Ilva currently has 14,000 employees, of whom 11,000 work at its site in Taranto.
ArcelorMittal, in its statement, undertook "to keep at least 10,000 employees for the entire duration of the industrial plan according to the outcome of negotiations with the unions".
After news first leaked of the takeover, hundreds of employees at Ilva's site in the northwestern city of Genoa staged a protest earlier this month.
Ilva's Taranto site in southern Italy is at the centre of a huge legal case in which experts cited by prosecutors have charged that 11,550 people have died from toxic emissions in seven years.
Italian bank Intesa Sanpaolo will join the consortium before the deal is closed.
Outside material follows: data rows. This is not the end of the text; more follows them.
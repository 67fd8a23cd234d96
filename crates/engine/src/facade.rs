//! Statistics recalculation facades
//!
//! A facade reads every item currently belonging to a run and rewrites the
//! run's aggregate counters from scratch. Rebuilding rather than applying
//! increments keeps the operation idempotent and immune to counter drift.
//!
//! The project's configured calculation strategy selects which hierarchy
//! level contributes to the counters: step-based projects count every step,
//! test-based projects count test items.
//!
//! # Concurrency
//!
//! Recalculation for a given run is serialized by a per-run keyed lock owned
//! by the factory, so two merges touching the same run cannot interleave
//! their read-rebuild-write cycles and lose an update.

use crate::lock::KeyedLock;
use runledger_core::{
    CalculationStrategy, Error, ItemLevel, ItemRepository, Result, RunId, RunRepository,
    Statistics,
};
use std::sync::Arc;
use tracing::debug;

/// Polymorphic recalculation capability
pub trait StatisticsFacade: Send + Sync {
    /// Rebuild and persist a run's aggregate counters from its current items
    ///
    /// Idempotent: recalculating an unchanged run twice yields the same
    /// counters. Returns the counters that were written.
    ///
    /// # Errors
    ///
    /// Fails with `RunNotFound` if the run doesn't exist, or if a repository
    /// operation fails.
    fn recalculate(
        &self,
        run_id: &RunId,
        items: &dyn ItemRepository,
        runs: &dyn RunRepository,
    ) -> Result<Statistics>;
}

/// Step-based facade: every step-level item counts
#[derive(Debug)]
pub struct StepBasedFacade {
    locks: Arc<KeyedLock<RunId>>,
}

/// Test-based facade: test-level items count, steps do not
#[derive(Debug)]
pub struct TestBasedFacade {
    locks: Arc<KeyedLock<RunId>>,
}

impl StatisticsFacade for StepBasedFacade {
    fn recalculate(
        &self,
        run_id: &RunId,
        items: &dyn ItemRepository,
        runs: &dyn RunRepository,
    ) -> Result<Statistics> {
        rebuild(run_id, ItemLevel::Step, items, runs, &self.locks)
    }
}

impl StatisticsFacade for TestBasedFacade {
    fn recalculate(
        &self,
        run_id: &RunId,
        items: &dyn ItemRepository,
        runs: &dyn RunRepository,
    ) -> Result<Statistics> {
        rebuild(run_id, ItemLevel::Test, items, runs, &self.locks)
    }
}

/// Rebuild a run's counters over items at the counted level
fn rebuild(
    run_id: &RunId,
    counted: ItemLevel,
    items: &dyn ItemRepository,
    runs: &dyn RunRepository,
    locks: &KeyedLock<RunId>,
) -> Result<Statistics> {
    // Per-run serialization: the read-rebuild-write below must not
    // interleave with another recalculation of the same run.
    let _guard = locks.lock(*run_id);

    let mut run = runs.find_run(run_id)?.ok_or(Error::RunNotFound(*run_id))?;
    let mut statistics = Statistics::default();
    for item in items.items_in_run(run_id)? {
        if item.level != counted {
            continue;
        }
        statistics.executions.record(item.status);
        if let Some(defect) = item.defect {
            statistics.defects.record(defect);
        }
    }
    run.statistics = statistics;
    runs.save_run(&run)?;
    debug!(
        run = %run_id,
        total = statistics.executions.total,
        failed = statistics.executions.failed,
        "recalculated run statistics"
    );
    Ok(statistics)
}

/// Resolves calculation strategy selectors to executable facades
///
/// Owns the per-run lock table so that every facade it hands out shares the
/// same serialization domain.
#[derive(Debug, Default)]
pub struct StatisticsFacadeFactory {
    locks: Arc<KeyedLock<RunId>>,
}

impl StatisticsFacadeFactory {
    /// Create a factory with a fresh per-run lock table
    pub fn new() -> Self {
        Self::default()
    }

    /// Resolve a calculation strategy to its facade
    pub fn facade(&self, strategy: CalculationStrategy) -> Box<dyn StatisticsFacade> {
        match strategy {
            CalculationStrategy::StepBased => Box::new(StepBasedFacade {
                locks: self.locks.clone(),
            }),
            CalculationStrategy::TestBased => Box::new(TestBasedFacade {
                locks: self.locks.clone(),
            }),
        }
    }
}

#[cfg(test)]
mod tests {
    use super::*;
    use runledger_core::{DefectType, ItemStatus, Project, Run, TestItem};
    use runledger_storage::MemoryStore;

    fn seeded_run() -> (MemoryStore, Run) {
        let store = MemoryStore::new();
        let project = Project::new("demo");
        let run = Run::new(project.id, "run-1", 1);
        store.insert_project(project);
        store.insert_run(run.clone());
        (store, run)
    }

    fn item(run: &Run, level: ItemLevel, status: ItemStatus, defect: Option<DefectType>) -> TestItem {
        let mut item = TestItem::new(run.id, "item", level);
        item.status = status;
        item.defect = defect;
        item
    }

    #[test]
    fn test_step_based_counts_steps_only() {
        let (store, run) = seeded_run();
        store.insert_item(item(&run, ItemLevel::Step, ItemStatus::Passed, None));
        store.insert_item(item(&run, ItemLevel::Step, ItemStatus::Failed, Some(DefectType::ProductBug)));
        store.insert_item(item(&run, ItemLevel::Test, ItemStatus::Failed, None));
        store.insert_item(item(&run, ItemLevel::Suite, ItemStatus::Passed, None));

        let factory = StatisticsFacadeFactory::new();
        let facade = factory.facade(CalculationStrategy::StepBased);
        let stats = facade.recalculate(&run.id, &store, &store).unwrap();

        assert_eq!(stats.executions.total, 2);
        assert_eq!(stats.executions.passed, 1);
        assert_eq!(stats.executions.failed, 1);
        assert_eq!(stats.defects.product_bug, 1);
    }

    #[test]
    fn test_test_based_counts_tests_only() {
        let (store, run) = seeded_run();
        store.insert_item(item(&run, ItemLevel::Step, ItemStatus::Passed, None));
        store.insert_item(item(&run, ItemLevel::Test, ItemStatus::Passed, None));
        store.insert_item(item(&run, ItemLevel::Test, ItemStatus::Skipped, Some(DefectType::ToInvestigate)));

        let factory = StatisticsFacadeFactory::new();
        let facade = factory.facade(CalculationStrategy::TestBased);
        let stats = facade.recalculate(&run.id, &store, &store).unwrap();

        assert_eq!(stats.executions.total, 2);
        assert_eq!(stats.executions.passed, 1);
        assert_eq!(stats.executions.skipped, 1);
        assert_eq!(stats.defects.to_investigate, 1);
    }

    #[test]
    fn test_recalculation_is_idempotent() {
        let (store, run) = seeded_run();
        store.insert_item(item(&run, ItemLevel::Step, ItemStatus::Failed, Some(DefectType::SystemIssue)));

        let factory = StatisticsFacadeFactory::new();
        let facade = factory.facade(CalculationStrategy::StepBased);
        let first = facade.recalculate(&run.id, &store, &store).unwrap();
        let second = facade.recalculate(&run.id, &store, &store).unwrap();

        assert_eq!(first, second);
        let persisted = store.find_run(&run.id).unwrap().unwrap();
        assert_eq!(persisted.statistics, second);
    }

    #[test]
    fn test_recalculation_overwrites_stale_counters() {
        let (store, mut run) = seeded_run();
        run.statistics.executions.total = 999;
        store.save_run(&run).unwrap();

        let factory = StatisticsFacadeFactory::new();
        let facade = factory.facade(CalculationStrategy::StepBased);
        let stats = facade.recalculate(&run.id, &store, &store).unwrap();

        assert_eq!(stats.executions.total, 0, "stale counters must be dropped");
    }

    #[test]
    fn test_missing_run_fails_not_found() {
        let (store, _) = seeded_run();
        let factory = StatisticsFacadeFactory::new();
        let facade = factory.facade(CalculationStrategy::StepBased);
        let err = facade.recalculate(&RunId::new(), &store, &store).unwrap_err();
        assert!(matches!(err, Error::RunNotFound(_)));
    }
}
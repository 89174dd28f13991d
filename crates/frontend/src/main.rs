mod api;
mod components;
mod coords;
mod markers;
mod pages;

use atlas_shared::models::Year;
use dioxus::prelude::*;

#[derive(Routable, Clone, PartialEq)]
enum Route {
    #[route("/")]
    Home {},
    #[route("/year/:year")]
    YearView { year: Year },
}

#[component]
fn Home() -> Element {
    rsx! {
        pages::atlas::AtlasPage { initial_year: None::<Year> }
    }
}

#[component]
fn YearView(year: Year) -> Element {
    rsx! {
        pages::atlas::AtlasPage { initial_year: Some(year) }
    }
}

const CSS: Asset = asset!("/assets/main.css");
const FAVICON: Asset = asset!("/assets/favicon.svg");

#[allow(non_snake_case)]
fn App() -> Element {
    rsx! {
        document::Link { rel: "icon", r#type: "image/svg+xml", href: FAVICON }
        document::Stylesheet { href: CSS }
        Router::<Route> {}
    }
}

fn main() {
    launch(App);
}
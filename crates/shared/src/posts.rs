//! Loading of the trading post table.
//!
//! The table is comma-delimited with the header
//! `Nom,Autres Noms,Longitude,Latitude,Empire,start_year,end_year`.
//! Rows that fail validation are skipped and reported rather than loaded
//! with nonsense coordinates or years.

use std::collections::HashSet;
use std::io;

use serde::Deserialize;

use crate::error::{PostError, TableError};
use crate::models::{PostKey, TradingPost, Year};

const REQUIRED_COLUMNS: [&str; 6] = [
    "Nom",
    "Longitude",
    "Latitude",
    "Empire",
    "start_year",
    "end_year",
];

#[derive(Debug, Deserialize)]
struct PostRow {
    #[serde(rename = "Nom", default)]
    name: Option<String>,
    #[serde(rename = "Autres Noms", default)]
    alt_names: Option<String>,
    #[serde(rename = "Longitude", default)]
    lon: Option<String>,
    #[serde(rename = "Latitude", default)]
    lat: Option<String>,
    #[serde(rename = "Empire", default)]
    empire: Option<String>,
    #[serde(default)]
    start_year: Option<String>,
    #[serde(default)]
    end_year: Option<String>,
}

impl TryFrom<PostRow> for TradingPost {
    type Error = PostError;

    fn try_from(row: PostRow) -> Result<Self, Self::Error> {
        let name = required_text(row.name, "Nom")?;
        let empire = required_text(row.empire, "Empire")?;
        let lon: f64 = required_number(row.lon, "Longitude")?;
        let lat: f64 = required_number(row.lat, "Latitude")?;
        let start_year: Year = required_number(row.start_year, "start_year")?;
        let end_year: Year = required_number(row.end_year, "end_year")?;

        if !(-180.0..=180.0).contains(&lon) {
            return Err(PostError::LongitudeOutOfRange(lon));
        }
        if !(-90.0..=90.0).contains(&lat) {
            return Err(PostError::LatitudeOutOfRange(lat));
        }
        if start_year > end_year {
            return Err(PostError::InvertedRange {
                start: start_year,
                end: end_year,
            });
        }

        Ok(TradingPost {
            name,
            alt_names: row
                .alt_names
                .map(|s| s.trim().to_string())
                .filter(|s| !s.is_empty()),
            lon,
            lat,
            empire,
            start_year,
            end_year,
        })
    }
}

fn required_text(value: Option<String>, field: &'static str) -> Result<String, PostError> {
    value
        .map(|s| s.trim().to_string())
        .filter(|s| !s.is_empty())
        .ok_or(PostError::Missing(field))
}

fn required_number<T: std::str::FromStr>(
    value: Option<String>,
    field: &'static str,
) -> Result<T, PostError> {
    let text = required_text(value, field)?;
    text.parse::<T>()
        .map_err(|_| PostError::NotNumeric { field, value: text })
}

/// A row that was left out of the table, with its 1-based line number.
#[derive(Debug, Clone, PartialEq)]
pub struct SkippedRow {
    pub line: u64,
    pub error: PostError,
}

impl std::fmt::Display for SkippedRow {
    fn fmt(&self, f: &mut std::fmt::Formatter<'_>) -> std::fmt::Result {
        write!(f, "line {}: {}", self.line, self.error)
    }
}

#[derive(Debug, Clone, Default, PartialEq)]
pub struct PostTable {
    pub posts: Vec<TradingPost>,
    pub skipped: Vec<SkippedRow>,
}

/// Read the trading post table. Only a missing column or an unreadable
/// header fails the whole table; bad rows end up in `skipped`.
pub fn read_posts<R: io::Read>(reader: R) -> Result<PostTable, TableError> {
    let mut reader = csv::ReaderBuilder::new()
        .trim(csv::Trim::All)
        .flexible(true)
        .from_reader(reader);

    let headers = reader.headers()?.clone();
    for column in REQUIRED_COLUMNS {
        if !headers.iter().any(|h| h == column) {
            return Err(TableError::MissingColumn(column));
        }
    }

    let mut table = PostTable::default();
    let mut seen: HashSet<PostKey> = HashSet::new();

    for result in reader.records() {
        let record = match result {
            Ok(record) => record,
            Err(err) => {
                let line = err.position().map(|p| p.line()).unwrap_or(0);
                table.skip(line, PostError::Malformed(err.to_string()));
                continue;
            }
        };
        let line = record.position().map(|p| p.line()).unwrap_or(0);

        let parsed = record
            .deserialize::<PostRow>(Some(&headers))
            .map_err(|err| PostError::Malformed(err.to_string()))
            .and_then(TradingPost::try_from);

        match parsed {
            Ok(post) => {
                let key = post.key();
                if seen.contains(&key) {
                    table.skip(line, PostError::Duplicate(key));
                } else {
                    seen.insert(key);
                    table.posts.push(post);
                }
            }
            Err(error) => table.skip(line, error),
        }
    }

    Ok(table)
}

pub fn parse_posts(text: &str) -> Result<PostTable, TableError> {
    read_posts(text.as_bytes())
}

impl PostTable {
    fn skip(&mut self, line: u64, error: PostError) {
        tracing::debug!(line, %error, "Skipping trading post row");
        self.skipped.push(SkippedRow { line, error });
    }
}

/// Distinct empires in order of first appearance.
pub fn empires(posts: &[TradingPost]) -> Vec<String> {
    let mut seen = HashSet::new();
    posts
        .iter()
        .filter(|p| seen.insert(p.empire.as_str()))
        .map(|p| p.empire.clone())
        .collect()
}

#[cfg(test)]
mod tests {
    use super::*;

    const HEADER: &str = "Nom,Autres Noms,Longitude,Latitude,Empire,start_year,end_year\n";

    #[test]
    fn test_parse_valid_rows() {
        let text = format!(
            "{HEADER}Goa,Velha Goa,73.91,15.50,Portugal,1510,1961\n\
             Batavia,,106.81,-6.13,Dutch,1619,1949\n"
        );
        let table = parse_posts(&text).unwrap();
        assert!(table.skipped.is_empty());
        assert_eq!(table.posts.len(), 2);

        let goa = &table.posts[0];
        assert_eq!(goa.name, "Goa");
        assert_eq!(goa.alt_names.as_deref(), Some("Velha Goa"));
        assert!((goa.lon - 73.91).abs() < 1e-9);
        assert!((goa.lat - 15.50).abs() < 1e-9);
        assert_eq!(goa.start_year, 1510);
        assert_eq!(goa.end_year, 1961);

        assert_eq!(table.posts[1].alt_names, None);
    }

    #[test]
    fn test_quoted_alternate_names_with_commas() {
        let text = format!("{HEADER}Surat,\"Suratte, Soorat\",72.83,21.17,England,1612,1858\n");
        let table = parse_posts(&text).unwrap();
        assert_eq!(
            table.posts[0].alt_names.as_deref(),
            Some("Suratte, Soorat")
        );
    }

    #[test]
    fn test_malformed_rows_are_skipped_and_reported() {
        let text = format!(
            "{HEADER}Goa,,73.91,15.50,Portugal,1510,1961\n\
             Nowhere,,abc,15.50,Portugal,1510,1961\n\
             Later,,10.0,10.0,Portugal,1700,1600\n\
             ,,10.0,10.0,Portugal,1500,1600\n\
             Elmina,,-1.35,5.08,Portugal,1482,1637\n"
        );
        let table = parse_posts(&text).unwrap();
        let names: Vec<&str> = table.posts.iter().map(|p| p.name.as_str()).collect();
        assert_eq!(names, vec!["Goa", "Elmina"]);
        assert_eq!(table.skipped.len(), 3);

        assert_eq!(table.skipped[0].line, 3);
        assert_eq!(
            table.skipped[0].error,
            PostError::NotNumeric {
                field: "Longitude",
                value: "abc".to_string()
            }
        );
        assert_eq!(
            table.skipped[1].error,
            PostError::InvertedRange {
                start: 1700,
                end: 1600
            }
        );
        assert_eq!(table.skipped[2].error, PostError::Missing("Nom"));
    }

    #[test]
    fn test_out_of_range_coordinates_are_skipped() {
        let text = format!(
            "{HEADER}Swapped,,15.50,173.91,Portugal,1510,1961\n\
             Far,,200.0,10.0,Portugal,1510,1961\n"
        );
        let table = parse_posts(&text).unwrap();
        assert!(table.posts.is_empty());
        assert_eq!(
            table.skipped[0].error,
            PostError::LatitudeOutOfRange(173.91)
        );
        assert_eq!(table.skipped[1].error, PostError::LongitudeOutOfRange(200.0));
    }

    #[test]
    fn test_duplicate_key_keeps_first() {
        let text = format!(
            "{HEADER}Cochin,,76.26,9.93,Portugal,1503,1663\n\
             Cochin,,76.26,9.93,Dutch,1663,1795\n\
             Cochin,,76.27,9.94,Portugal,1500,1502\n"
        );
        let table = parse_posts(&text).unwrap();
        assert_eq!(table.posts.len(), 2);
        assert_eq!(table.posts[0].start_year, 1503);
        assert_eq!(table.skipped.len(), 1);
        assert!(matches!(table.skipped[0].error, PostError::Duplicate(_)));
        assert!(table.skipped[0].to_string().starts_with("line 4:"));
    }

    #[test]
    fn test_short_row_is_reported_missing() {
        let text = format!("{HEADER}Goa,,73.91,15.50,Portugal\n");
        let table = parse_posts(&text).unwrap();
        assert!(table.posts.is_empty());
        assert_eq!(table.skipped[0].error, PostError::Missing("start_year"));
    }

    #[test]
    fn test_missing_column_fails_table() {
        let text = "Nom,Longitude,Latitude,Empire,start_year\nGoa,73.91,15.50,Portugal,1510\n";
        let err = parse_posts(text).unwrap_err();
        assert!(matches!(err, TableError::MissingColumn("end_year")));
    }

    #[test]
    fn test_alternate_names_column_is_optional() {
        let text = "Nom,Longitude,Latitude,Empire,start_year,end_year\nGoa,73.91,15.50,Portugal,1510,1961\n";
        let table = parse_posts(text).unwrap();
        assert_eq!(table.posts.len(), 1);
        assert_eq!(table.posts[0].alt_names, None);
    }

    #[test]
    fn test_empires_in_first_appearance_order() {
        let text = format!(
            "{HEADER}A,,0,0,Portugal,1500,1600\n\
             B,,0,0,Dutch,1600,1700\n\
             C,,0,0,Portugal,1600,1700\n\
             D,,0,0,France,1700,1800\n"
        );
        let table = parse_posts(&text).unwrap();
        assert_eq!(empires(&table.posts), vec!["Portugal", "Dutch", "France"]);
    }
}
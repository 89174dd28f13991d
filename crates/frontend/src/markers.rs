//! Rendered marker set, kept in step with the visible posts by keyed diff.
//!
//! The keyed diff decides what happens to each marker: persisting markers
//! keep their projected position and only get a fresh icon, entering posts
//! are projected once, exiting markers are dropped.

use std::collections::{HashMap, HashSet};

use atlas_shared::flags;
use atlas_shared::models::{PostKey, TradingPost};
use atlas_shared::projection::NaturalEarth;
use atlas_shared::state::{Frame, MarkerSpec};
use atlas_shared::visibility::{self, Reconciliation};

#[derive(Debug, Clone, PartialEq)]
pub struct Marker {
    pub key: PostKey,
    pub post: TradingPost,
    /// Native canvas position.
    pub x: f64,
    pub y: f64,
    /// Flag icon URL; `None` draws a plain dot.
    pub icon_url: Option<String>,
}

impl Marker {
    fn new(post: &TradingPost, icon: Option<&str>, projection: &NaturalEarth) -> Self {
        let (x, y) = projection.project(post.lon, post.lat);
        Self {
            key: post.key(),
            post: post.clone(),
            x,
            y,
            icon_url: icon.map(flags::icon_url),
        }
    }

    /// DOM key; unique because post keys are unique.
    pub fn dom_key(&self) -> String {
        self.key.to_string()
    }
}

#[derive(Debug, Clone, Default, PartialEq)]
pub struct MarkerLayer {
    markers: Vec<Marker>,
}

impl MarkerLayer {
    /// Markers in visible-set order.
    pub fn markers(&self) -> &[Marker] {
        &self.markers
    }

    pub fn keys(&self) -> Vec<PostKey> {
        self.markers.iter().map(|m| m.key.clone()).collect()
    }

    pub fn get(&self, key: &PostKey) -> Option<&Marker> {
        self.markers.iter().find(|m| &m.key == key)
    }

    /// Bring the layer in line with `frame` and report what changed.
    pub fn reconcile(&mut self, frame: &Frame<'_>, projection: &NaturalEarth) -> Reconciliation {
        let posts: Vec<&TradingPost> = frame.markers.iter().map(|m| m.post).collect();
        let diff = visibility::diff_visible(&self.keys(), &posts);
        self.apply(&diff, frame, projection);
        diff
    }

    /// Act on `diff`: drop exiting markers, refresh the icon of persisting
    /// ones and project entering posts. Markers end up in `frame` order.
    pub fn apply(&mut self, diff: &Reconciliation, frame: &Frame<'_>, projection: &NaturalEarth) {
        let wanted: HashMap<PostKey, (usize, &MarkerSpec<'_>)> = frame
            .markers
            .iter()
            .enumerate()
            .map(|(i, m)| (m.post.key(), (i, m)))
            .collect();

        let exiting: HashSet<&PostKey> = diff.exiting.iter().collect();
        self.markers.retain(|m| !exiting.contains(&m.key));

        for key in &diff.persisting {
            let Some((_, spec)) = wanted.get(key) else {
                continue;
            };
            if let Some(marker) = self.markers.iter_mut().find(|m| &m.key == key) {
                marker.icon_url = spec.icon.map(flags::icon_url);
            }
        }

        for key in &diff.entering {
            if let Some((_, spec)) = wanted.get(key) {
                self.markers.push(Marker::new(spec.post, spec.icon, projection));
            }
        }

        self.markers
            .sort_by_key(|m| wanted.get(&m.key).map_or(usize::MAX, |(i, _)| *i));
    }
}

#[cfg(test)]
mod tests {
    use std::collections::BTreeMap;

    use super::*;
    use atlas_shared::flags::FlagConfig;
    use atlas_shared::models::FlagRule;
    use atlas_shared::state::{Action, Atlas};

    fn post(name: &str, empire: &str, lon: f64, start: i32, end: i32) -> TradingPost {
        TradingPost {
            name: name.to_string(),
            alt_names: None,
            lon,
            lat: 10.0,
            empire: empire.to_string(),
            start_year: start,
            end_year: end,
        }
    }

    fn atlas() -> Atlas {
        let mut rules = BTreeMap::new();
        rules.insert(
            "Dutch".to_string(),
            vec![
                FlagRule {
                    from: 1600,
                    to: 1650,
                    icon: "voc.png".to_string(),
                },
                FlagRule {
                    from: 1650,
                    to: 1800,
                    icon: "batavian.png".to_string(),
                },
            ],
        );
        Atlas::new(
            vec![
                post("Sofala", "Portugal", 34.8, 1510, 1600),
                post("Pulicat", "Dutch", 80.3, 1610, 1825),
                post("Batavia", "Dutch", 106.8, 1619, 1949),
            ],
            FlagConfig::new(rules),
        )
    }

    fn names(layer: &MarkerLayer) -> Vec<&str> {
        layer.markers().iter().map(|m| m.post.name.as_str()).collect()
    }

    #[test]
    fn test_first_reconcile_creates_all_markers() {
        let atlas = atlas();
        let mut state = atlas.initial_state();
        state.apply(Action::Seek(1620));

        let mut layer = MarkerLayer::default();
        let diff = layer.reconcile(&atlas.render(&state), &NaturalEarth::default());

        assert_eq!(diff.entering.len(), 2);
        assert_eq!(names(&layer), vec!["Pulicat", "Batavia"]);
        assert_eq!(
            layer.markers()[0].icon_url.as_deref(),
            Some("/static/flags/voc.png")
        );
    }

    #[test]
    fn test_persisting_markers_keep_position_and_refresh_icon() {
        let atlas = atlas();
        let projection = NaturalEarth::default();
        let mut state = atlas.initial_state();
        state.apply(Action::Seek(1620));
        let mut layer = MarkerLayer::default();
        layer.reconcile(&atlas.render(&state), &projection);
        let before = layer.markers()[1].clone();

        state.apply(Action::Seek(1700));
        let diff = layer.reconcile(&atlas.render(&state), &projection);

        assert!(diff.is_unchanged());
        assert_eq!(diff.persisting.len(), 2);
        let after = layer.get(&before.key).unwrap();
        assert_eq!((after.x, after.y), (before.x, before.y));
        assert_eq!(after.icon_url.as_deref(), Some("/static/flags/batavian.png"));
    }

    #[test]
    fn test_exiting_markers_are_removed() {
        let atlas = atlas();
        let projection = NaturalEarth::default();
        let mut state = atlas.initial_state();
        state.apply(Action::Seek(1615));
        let mut layer = MarkerLayer::default();
        layer.reconcile(&atlas.render(&state), &projection);
        assert_eq!(names(&layer), vec!["Pulicat"]);

        state.apply(Action::Seek(1599));
        let diff = layer.reconcile(&atlas.render(&state), &projection);
        assert_eq!(diff.exiting.len(), 1);
        assert_eq!(diff.entering.len(), 1);
        assert_eq!(names(&layer), vec!["Sofala"]);
        assert_eq!(layer.markers()[0].icon_url, None);
    }

    #[test]
    fn test_filter_toggle_removes_empire_markers() {
        let atlas = atlas();
        let projection = NaturalEarth::default();
        let mut state = atlas.initial_state();
        state.apply(Action::Seek(1700));
        let mut layer = MarkerLayer::default();
        layer.reconcile(&atlas.render(&state), &projection);

        state.apply(Action::ToggleEmpire("Dutch".to_string()));
        let diff = layer.reconcile(&atlas.render(&state), &projection);
        assert_eq!(diff.exiting.len(), 2);
        assert!(layer.markers().is_empty());
    }

    #[test]
    fn test_apply_acts_only_on_the_diff() {
        let atlas = atlas();
        let projection = NaturalEarth::default();
        let mut state = atlas.initial_state();
        state.apply(Action::Seek(1615));
        let mut layer = MarkerLayer::default();
        layer.reconcile(&atlas.render(&state), &projection);
        let pulicat = layer.markers()[0].key.clone();

        // Batavia enters at 1619, but this diff only lets Pulicat go
        state.apply(Action::Seek(1620));
        let diff = Reconciliation {
            entering: vec![],
            persisting: vec![],
            exiting: vec![pulicat],
        };
        layer.apply(&diff, &atlas.render(&state), &projection);
        assert!(layer.markers().is_empty());

        let diff = Reconciliation {
            entering: vec![atlas.posts()[2].key()],
            persisting: vec![],
            exiting: vec![],
        };
        layer.apply(&diff, &atlas.render(&state), &projection);
        assert_eq!(names(&layer), vec!["Batavia"]);
    }

    #[test]
    fn test_apply_refreshes_only_persisting_icons() {
        let atlas = atlas();
        let projection = NaturalEarth::default();
        let mut state = atlas.initial_state();
        state.apply(Action::Seek(1620));
        let mut layer = MarkerLayer::default();
        layer.reconcile(&atlas.render(&state), &projection);

        state.apply(Action::Seek(1700));
        let batavia = atlas.posts()[2].key();
        let diff = Reconciliation {
            entering: vec![],
            persisting: vec![batavia.clone()],
            exiting: vec![],
        };
        layer.apply(&diff, &atlas.render(&state), &projection);

        let icon = |key: &PostKey| layer.get(key).and_then(|m| m.icon_url.clone());
        assert_eq!(icon(&batavia).as_deref(), Some("/static/flags/batavian.png"));
        assert_eq!(
            icon(&atlas.posts()[1].key()).as_deref(),
            Some("/static/flags/voc.png")
        );
    }

    #[test]
    fn test_markers_follow_visible_order() {
        let atlas = atlas();
        let projection = NaturalEarth::default();
        let mut state = atlas.initial_state();
        state.apply(Action::Seek(1620));
        let mut layer = MarkerLayer::default();
        layer.reconcile(&atlas.render(&state), &projection);

        // East of the projection center lies right of the canvas middle
        let batavia = &layer.markers()[1];
        assert!(batavia.x > 640.0);
        assert_eq!(batavia.dom_key(), "Batavia (Dutch)");
    }
}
The offer includes plans to invest €2.4 billion in Ilva, with funds earmarked for upgrading industrial equipment and improving environmental standards.
"Ilva is an important strategic acquisition for ArcelorMittal," said Aditya Mittal who heads ArcelorMittal's European operations.
"It provides us with a significant production presence in a country in which we have no primary steelmaking capacity, and is complementary to our existing European business."